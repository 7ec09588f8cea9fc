pub mod consultation;
pub mod dates;
pub mod enums;
pub mod medecin;
pub mod notification;
pub mod patient;
pub mod rendez_vous;
pub mod snapshot;

pub use consultation::*;
pub use medecin::*;
pub use notification::*;
pub use patient::*;
pub use rendez_vous::*;
pub use snapshot::ClinicSnapshot;
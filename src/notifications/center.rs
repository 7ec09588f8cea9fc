//! In-memory notification center: bounded history, read state and toasts.

use std::collections::HashSet;

use chrono::NaiveDateTime;
use serde::Serialize;

use crate::models::{Notification, NotificationKind, Priority};

use super::{ClinicSnapshot, NotificationGenerator};

/// Most recent notifications kept by the center.
pub const CENTER_HISTORY_LIMIT: usize = 20;

#[derive(Debug, Clone, Copy, PartialEq, Eq, Serialize)]
#[serde(rename_all = "lowercase")]
pub enum ToastVariant {
    Default,
    Destructive,
}

/// Transient pop-up raised for a newly seen high-priority notification.
#[derive(Debug, Clone, PartialEq, Eq, Serialize)]
pub struct Toast {
    pub title: String,
    pub description: String,
    pub variant: ToastVariant,
}

impl Toast {
    fn from_notification(n: &Notification) -> Self {
        Self {
            title: n.title.clone(),
            description: n.message.clone(),
            variant: if n.kind == NotificationKind::Urgent {
                ToastVariant::Destructive
            } else {
                ToastVariant::Default
            },
        }
    }
}

pub struct NotificationCenter {
    generator: NotificationGenerator,
    history: Vec<Notification>,
    seen: HashSet<String>,
}

impl Default for NotificationCenter {
    fn default() -> Self {
        Self::new()
    }
}

impl NotificationCenter {
    pub fn new() -> Self {
        Self {
            generator: NotificationGenerator::center(),
            history: Vec::new(),
            seen: HashSet::new(),
        }
    }

    /// Regenerate from the snapshot and merge. Returns toasts for new
    /// high-priority notifications.
    pub fn refresh(&mut self, snapshot: &ClinicSnapshot<'_>, now: NaiveDateTime) -> Vec<Toast> {
        let generated = self.generator.generate(snapshot, now);
        self.ingest(generated)
    }

    /// Prepend notifications whose id was never seen before, then cap the
    /// history. Already seen ids are ignored even after deletion.
    pub fn ingest(&mut self, generated: Vec<Notification>) -> Vec<Toast> {
        let fresh: Vec<Notification> = generated
            .into_iter()
            .filter(|n| self.seen.insert(n.id.clone()))
            .collect();
        if fresh.is_empty() {
            return Vec::new();
        }

        let toasts = fresh
            .iter()
            .filter(|n| n.priority == Priority::High)
            .map(Toast::from_notification)
            .collect();

        tracing::debug!(new = fresh.len(), "Notification center updated");
        let mut history = fresh;
        history.append(&mut self.history);
        history.truncate(CENTER_HISTORY_LIMIT);
        self.history = history;
        toasts
    }

    pub fn notifications(&self) -> &[Notification] {
        &self.history
    }

    pub fn unread_count(&self) -> usize {
        self.history.iter().filter(|n| !n.read).count()
    }

    /// Returns false when no notification has this id.
    pub fn mark_read(&mut self, id: &str) -> bool {
        match self.history.iter_mut().find(|n| n.id == id) {
            Some(n) => {
                n.read = true;
                true
            }
            None => false,
        }
    }

    pub fn mark_all_read(&mut self) {
        for n in &mut self.history {
            n.read = true;
        }
    }

    pub fn delete(&mut self, id: &str) -> bool {
        let before = self.history.len();
        self.history.retain(|n| n.id != id);
        self.history.len() != before
    }

    /// Mark read and return the navigation target, if any.
    pub fn activate(&mut self, id: &str) -> Option<String> {
        let n = self.history.iter_mut().find(|n| n.id == id)?;
        n.read = true;
        n.action_url.clone()
    }
}
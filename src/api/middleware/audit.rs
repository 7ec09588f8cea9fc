//! Request audit logging.
//!
//! Logs every API request with method, path, response status and latency.

use std::time::Instant;

use axum::http::Request;
use axum::middleware::Next;
use axum::response::Response;

pub async fn log_access(req: Request<axum::body::Body>, next: Next) -> Response {
    let method = req.method().to_string();
    let path = req.uri().path().to_string();
    let started = Instant::now();

    let response = next.run(req).await;

    let status = response.status().as_u16();
    let elapsed_ms = started.elapsed().as_millis() as u64;
    if response.status().is_server_error() {
        tracing::warn!(%method, %path, status, elapsed_ms, "API request failed");
    } else {
        tracing::info!(%method, %path, status, elapsed_ms, "API request");
    }

    response
}
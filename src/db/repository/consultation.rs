use rusqlite::{params, Connection, OptionalExtension, Row};

use crate::db::DatabaseError;
use crate::models::enums::AppointmentType;
use crate::models::*;

const CONSULTATION_COLUMNS: &str = "id, date, type, patient_id, medecin_id, diagnostic,
     traitement, notes, duree, statut, montant, paiement";

fn consultation_from_row(row: &Row<'_>) -> rusqlite::Result<Consultation> {
    Ok(Consultation {
        id: row.get(0)?,
        date: row.get(1)?,
        kind: AppointmentType::from(row.get::<_, String>(2)?.as_str()),
        patient_id: row.get(3)?,
        medecin_id: row.get(4)?,
        diagnostic: row.get(5)?,
        traitement: row.get(6)?,
        notes: row.get(7)?,
        duree: row.get(8)?,
        statut: row.get(9)?,
        montant: row.get(10)?,
        paiement: row.get(11)?,
    })
}

pub fn insert_consultation(conn: &Connection, c: &Consultation) -> Result<(), DatabaseError> {
    conn.execute(
        &format!(
            "INSERT INTO consultations ({CONSULTATION_COLUMNS})
             VALUES (?1, ?2, ?3, ?4, ?5, ?6, ?7, ?8, ?9, ?10, ?11, ?12)"
        ),
        params![
            c.id,
            c.date,
            c.kind.as_str(),
            c.patient_id,
            c.medecin_id,
            c.diagnostic,
            c.traitement,
            c.notes,
            c.duree,
            c.statut,
            c.montant,
            c.paiement,
        ],
    )?;
    Ok(())
}

pub fn get_consultation(conn: &Connection, id: &str) -> Result<Option<Consultation>, DatabaseError> {
    let c = conn
        .query_row(
            &format!("SELECT {CONSULTATION_COLUMNS} FROM consultations WHERE id = ?1"),
            params![id],
            consultation_from_row,
        )
        .optional()?;
    Ok(c)
}

pub fn list_consultations(conn: &Connection) -> Result<Vec<Consultation>, DatabaseError> {
    let mut stmt = conn.prepare(&format!(
        "SELECT {CONSULTATION_COLUMNS} FROM consultations ORDER BY date"
    ))?;
    let rows = stmt
        .query_map([], consultation_from_row)?
        .collect::<Result<Vec<_>, _>>()?;
    Ok(rows)
}

pub fn update_consultation(conn: &Connection, c: &Consultation) -> Result<(), DatabaseError> {
    let changed = conn.execute(
        "UPDATE consultations SET date = ?2, type = ?3, patient_id = ?4, medecin_id = ?5,
             diagnostic = ?6, traitement = ?7, notes = ?8, duree = ?9, statut = ?10,
             montant = ?11, paiement = ?12
         WHERE id = ?1",
        params![
            c.id,
            c.date,
            c.kind.as_str(),
            c.patient_id,
            c.medecin_id,
            c.diagnostic,
            c.traitement,
            c.notes,
            c.duree,
            c.statut,
            c.montant,
            c.paiement,
        ],
    )?;
    if changed == 0 {
        return Err(DatabaseError::NotFound {
            entity_type: "consultation".into(),
            id: c.id.clone(),
        });
    }
    Ok(())
}

pub fn delete_consultation(conn: &Connection, id: &str) -> Result<(), DatabaseError> {
    let changed = conn.execute("DELETE FROM consultations WHERE id = ?1", params![id])?;
    if changed == 0 {
        return Err(DatabaseError::NotFound {
            entity_type: "consultation".into(),
            id: id.to_string(),
        });
    }
    Ok(())
}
######
Assignment >> Look over the listing above. Pick out and copy every line that includes "tracing".

Response area >>
        tracing::debug!(new = fresh.len(), "Notification center updated");
        tracing::warn!(%method, %path, status, elapsed_ms, "API request failed");
        tracing::info!(%method, %path, status, elapsed_ms, "API request");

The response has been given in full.